_DATASET:_
::::::::

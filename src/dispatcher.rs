//! Event dispatcher: binds handlers to event kinds on named buttons.

use crate::button::Button;
use crate::detector::Detector;
use crate::error::{Error, Result};
use crate::event::{ButtonEvent, EventSelector};
use crate::handler::ButtonHandler;
use crate::level::LevelSource;
use crate::registry::ButtonRegistry;

/// Handler reference stored in a binding slot
pub type HandlerRef<'a> = &'a dyn ButtonHandler;

/// One optional handler per bindable event kind.
#[derive(Clone, Copy)]
pub(crate) struct EventTable<'a> {
    slots: [Option<HandlerRef<'a>>; ButtonEvent::COUNT],
}

impl<'a> EventTable<'a> {
    const fn new() -> Self {
        Self {
            slots: [None; ButtonEvent::COUNT],
        }
    }

    fn get(&self, event: ButtonEvent) -> Option<HandlerRef<'a>> {
        event.slot().and_then(|slot| self.slots[slot])
    }

    /// Selector must not name the sentinel.
    fn set(&mut self, selector: EventSelector, handler: Option<HandlerRef<'a>>) {
        match selector {
            EventSelector::All => self.slots = [handler; ButtonEvent::COUNT],
            EventSelector::Event(event) => {
                if let Some(slot) = event.slot() {
                    self.slots[slot] = handler;
                }
            }
        }
    }
}

/// Bindings of one button.
///
/// Changes made while a poll tick is dispatching go to `staged` and become
/// active once the tick ends.
pub(crate) struct Bindings<'a> {
    active: EventTable<'a>,
    staged: Option<EventTable<'a>>,
}

impl<'a> Bindings<'a> {
    pub(crate) const fn new() -> Self {
        Self {
            active: EventTable::new(),
            staged: None,
        }
    }

    pub(crate) fn handler(&self, event: ButtonEvent) -> Option<HandlerRef<'a>> {
        self.active.get(event)
    }

    fn update(&mut self, selector: EventSelector, handler: Option<HandlerRef<'a>>, deferred: bool) {
        if deferred {
            let active = self.active;
            self.staged.get_or_insert(active).set(selector, handler);
        } else {
            self.active.set(selector, handler);
        }
    }

    pub(crate) fn commit(&mut self) {
        if let Some(staged) = self.staged.take() {
            self.active = staged;
        }
    }
}

impl<'a, S: LevelSource, D: Detector> Button<'a, S, D> {
    /// Handler currently bound to `event`
    pub(crate) fn handler(&self, event: ButtonEvent) -> Option<HandlerRef<'a>> {
        critical_section::with(|cs| self.bindings.borrow(cs).borrow().handler(event))
    }

    /// Whether a handler is active for `event`
    pub fn is_bound(&self, event: ButtonEvent) -> bool {
        self.handler(event).is_some()
    }

    pub(crate) fn commit_bindings(&self) {
        critical_section::with(|cs| self.bindings.borrow(cs).borrow_mut().commit());
    }

    fn bind(&self, selector: EventSelector, handler: Option<HandlerRef<'a>>, deferred: bool) {
        critical_section::with(|cs| {
            self.bindings
                .borrow(cs)
                .borrow_mut()
                .update(selector, handler, deferred);
        });
    }
}

impl<'a, S: LevelSource, D: Detector, const N: usize> ButtonRegistry<'a, S, D, N> {
    /// Bind `handler` to the selected event kinds of button `name`.
    ///
    /// Replaces any previous binding of those kinds. Fails with
    /// [`Error::InvalidArgument`] and changes nothing if the name is unknown,
    /// the handler is missing, or the selector names
    /// [`ButtonEvent::NoTrigger`].
    ///
    /// When called from a handler during a poll tick, the binding becomes
    /// active once that tick has finished dispatching.
    pub fn attach(
        &self,
        name: &str,
        selector: impl Into<EventSelector>,
        handler: Option<HandlerRef<'a>>,
    ) -> Result<()> {
        let selector = selector.into();
        let (Some(button), Some(handler)) = (self.lookup(name), handler) else {
            return Err(Error::InvalidArgument);
        };
        self.rebind(button, selector, Some(handler))
    }

    /// Remove the bindings of the selected event kinds of button `name`.
    ///
    /// Same validation and staging rules as [`attach`](Self::attach).
    pub fn detach(&self, name: &str, selector: impl Into<EventSelector>) -> Result<()> {
        let selector = selector.into();
        let button = self.lookup(name).ok_or(Error::InvalidArgument)?;
        self.rebind(button, selector, None)
    }

    fn rebind(
        &self,
        button: &Button<'a, S, D>,
        selector: EventSelector,
        handler: Option<HandlerRef<'a>>,
    ) -> Result<()> {
        if selector == EventSelector::Event(ButtonEvent::NoTrigger) {
            return Err(Error::InvalidArgument);
        }
        button.bind(selector, handler, self.is_dispatching());
        Ok(())
    }
}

::::::::

_YOUR GOAL:_ Line by line, output the listing above without alteration.

_EXERCISE RESPONSE:_
filename src/dispatcher.rs
//! Event dispatcher: binds handlers to event kinds on named buttons.

use crate::button::Button;
use crate::detector::Detector;
use crate::error::{Error, Result};
use crate::event::{ButtonEvent, EventSelector};
use crate::handler::ButtonHandler;
use crate::level::LevelSource;
use crate::registry::ButtonRegistry;

/// Handler reference stored in a binding slot
pub type HandlerRef<'a> = &'a dyn ButtonHandler;

/// One optional handler per bindable event kind.
#[derive(Clone, Copy)]
pub(crate) struct EventTable<'a> {
    slots: [Option<HandlerRef<'a>>; ButtonEvent::COUNT],
}

impl<'a> EventTable<'a> {
    const fn new() -> Self {
        Self {
            slots: [None; ButtonEvent::COUNT],
        }
    }

    fn get(&self, event: ButtonEvent) -> Option<HandlerRef<'a>> {
        event.slot().and_then(|slot| self.slots[slot])
    }

    /// Selector must not name the sentinel.
    fn set(&mut self, selector: EventSelector, handler: Option<HandlerRef<'a>>) {
        match selector {
            EventSelector::All => self.slots = [handler; ButtonEvent::COUNT],
            EventSelector::Event(event) => {
                if let Some(slot) = event.slot() {
                    self.slots[slot] = handler;
                }
            }
        }
    }
}

/// Bindings of one button.
///
/// Changes made while a poll tick is dispatching go to `staged` and become
/// active once the tick ends.
pub(crate) struct Bindings<'a> {
    active: EventTable<'a>,
    staged: Option<EventTable<'a>>,
}

impl<'a> Bindings<'a> {
    pub(crate) const fn new() -> Self {
        Self {
            active: EventTable::new(),
            staged: None,
        }
    }

    pub(crate) fn handler(&self, event: ButtonEvent) -> Option<HandlerRef<'a>> {
        self.active.get(event)
    }

    fn update(&mut self, selector: EventSelector, handler: Option<HandlerRef<'a>>, deferred: bool) {
        if deferred {
            let active = self.active;
            self.staged.get_or_insert(active).set(selector, handler);
        } else {
            self.active.set(selector, handler);
        }
    }

    pub(crate) fn commit(&mut self) {
        if let Some(staged) = self.staged.take() {
            self.active = staged;
        }
    }
}

impl<'a, S: LevelSource, D: Detector> Button<'a, S, D> {
    /// Handler currently bound to `event`
    pub(crate) fn handler(&self, event: ButtonEvent) -> Option<HandlerRef<'a>> {
        critical_section::with(|cs| self.bindings.borrow(cs).borrow().handler(event))
    }

    /// Whether a handler is active for `event`
    pub fn is_bound(&self, event: ButtonEvent) -> bool {
        self.handler(event).is_some()
    }

    pub(crate) fn commit_bindings(&self) {
        critical_section::with(|cs| self.bindings.borrow(cs).borrow_mut().commit());
    }

    fn bind(&self, selector: EventSelector, handler: Option<HandlerRef<'a>>, deferred: bool) {
        critical_section::with(|cs| {
            self.bindings
                .borrow(cs)
                .borrow_mut()
                .update(selector, handler, deferred);
        });
    }
}

impl<'a, S: LevelSource, D: Detector, const N: usize> ButtonRegistry<'a, S, D, N> {
    /// Bind `handler` to the selected event kinds of button `name`.
    ///
    /// Replaces any previous binding of those kinds. Fails with
    /// [`Error::InvalidArgument`] and changes nothing if the name is unknown,
    /// the handler is missing, or the selector names
    /// [`ButtonEvent::NoTrigger`].
    ///
    /// When called from a handler during a poll tick, the binding becomes
    /// active once that tick has finished dispatching.
    pub fn attach(
        &self,
        name: &str,
        selector: impl Into<EventSelector>,
        handler: Option<HandlerRef<'a>>,
    ) -> Result<()> {
        let selector = selector.into();
        let (Some(button), Some(handler)) = (self.lookup(name), handler) else {
            return Err(Error::InvalidArgument);
        };
        self.rebind(button, selector, Some(handler))
    }

    /// Remove the bindings of the selected event kinds of button `name`.
    ///
    /// Same validation and staging rules as [`attach`](Self::attach).
    pub fn detach(&self, name: &str, selector: impl Into<EventSelector>) -> Result<()> {
        let selector = selector.into();
        let button = self.lookup(name).ok_or(Error::InvalidArgument)?;
        self.rebind(button, selector, None)
    }

    fn rebind(
        &self,
        button: &Button<'a, S, D>,
        selector: EventSelector,
        handler: Option<HandlerRef<'a>>,
    ) -> Result<()> {
        if selector == EventSelector::Event(ButtonEvent::NoTrigger) {
            return Err(Error::InvalidArgument);
        }
        button.bind(selector, handler, self.is_dispatching());
        Ok(())
    }
}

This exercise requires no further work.